Bone Cancer in Dogs –Symptoms & Treatment

Symptoms of Bone Cancer in Dogs

Because early diagnosis and treatment is essential to prolonging your dog’s life, you should be aware of the early symptoms of bone cancer in dogs and bring your pet to the vet as soon as they occur.

One of the first signs is lameness or limping from pain that strikes suddenly. This is often accompanied by swelling in the affected area.

Unfortunately, limping is also a sign of arthritis, another common problem for older dogs, and can lead to a misdiagnosis at first. Painkillers prescribed for what’s thought to be arthritis can alleviate the problem in the short term, but it worsens the prognosis for bone cancer by delaying more appropriate treatment.

To help avoid such a misdiagnosis, your vet may want to perform an X-ray on the dog.

    Treatments for Bone Cancer in Dogs

    Dog bone cancer treatment often entails amputation of the affected limb and chemotherapy. When combined with chemotherapy, amputation helps many dogs live for a year or more following surgery.

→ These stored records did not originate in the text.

//! Injectable time source
//!
//! Breakers, caches and the idempotency store read time through [`Clock`] so
//! cooldown, TTL and backoff behavior can be tested without real sleeps.

use chrono::{DateTime, Utc};
use std::sync::atomic::{AtomicU64, Ordering};
use std::sync::Arc;
use std::time::{Duration, Instant};

/// Monotonic and wall-clock time source
pub trait Clock: Send + Sync + std::fmt::Debug {
    /// Monotonic instant used for cooldowns and TTLs
    fn now(&self) -> Instant;

    /// Wall-clock time used for timestamps
    fn utc_now(&self) -> DateTime<Utc>;
}

pub type SharedClock = Arc<dyn Clock>;

/// Real clock. Monotonic time comes from tokio so paused test runtimes advance it.
#[derive(Debug, Default, Clone, Copy)]
pub struct SystemClock;

impl Clock for SystemClock {
    fn now(&self) -> Instant {
        tokio::time::Instant::now().into_std()
    }

    fn utc_now(&self) -> DateTime<Utc> {
        Utc::now()
    }
}

impl SystemClock {
    pub fn shared() -> SharedClock {
        Arc::new(SystemClock)
    }
}

/// Hand-driven clock for deterministic tests
#[derive(Debug)]
pub struct ManualClock {
    base: Instant,
    base_utc: DateTime<Utc>,
    offset_nanos: AtomicU64,
}

impl ManualClock {
    pub fn new() -> Self {
        Self {
            base: Instant::now(),
            base_utc: Utc::now(),
            offset_nanos: AtomicU64::new(0),
        }
    }

    pub fn advance(&self, by: Duration) {
        self.offset_nanos
            .fetch_add(by.as_nanos() as u64, Ordering::SeqCst);
    }

    fn offset(&self) -> Duration {
        Duration::from_nanos(self.offset_nanos.load(Ordering::SeqCst))
    }
}

impl Default for ManualClock {
    fn default() -> Self {
        Self::new()
    }
}

impl Clock for ManualClock {
    fn now(&self) -> Instant {
        self.base + self.offset()
    }

    fn utc_now(&self) -> DateTime<Utc> {
        let offset = chrono::Duration::from_std(self.offset()).unwrap_or(chrono::Duration::zero());
        self.base_utc + offset
    }
}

    Amputation may sound like a drastic move, but most dogs can walk well on three legs if they’re otherwise healthy. And, in addition to ridding the body of the source tumor, which will help stop the spread of the cancer, amputation should get rid of much of the dog’s pain.

    Although amputation is the general recommendation for treatment of bone cancer, some pet parents opt for a limb-sparing surgery that removes the affected bone and replaces it with donor bone from a dog cadaver. However, 44 percent of dogs who undergo this procedure develop infections, so you should talk to your vet and consider all your options carefully.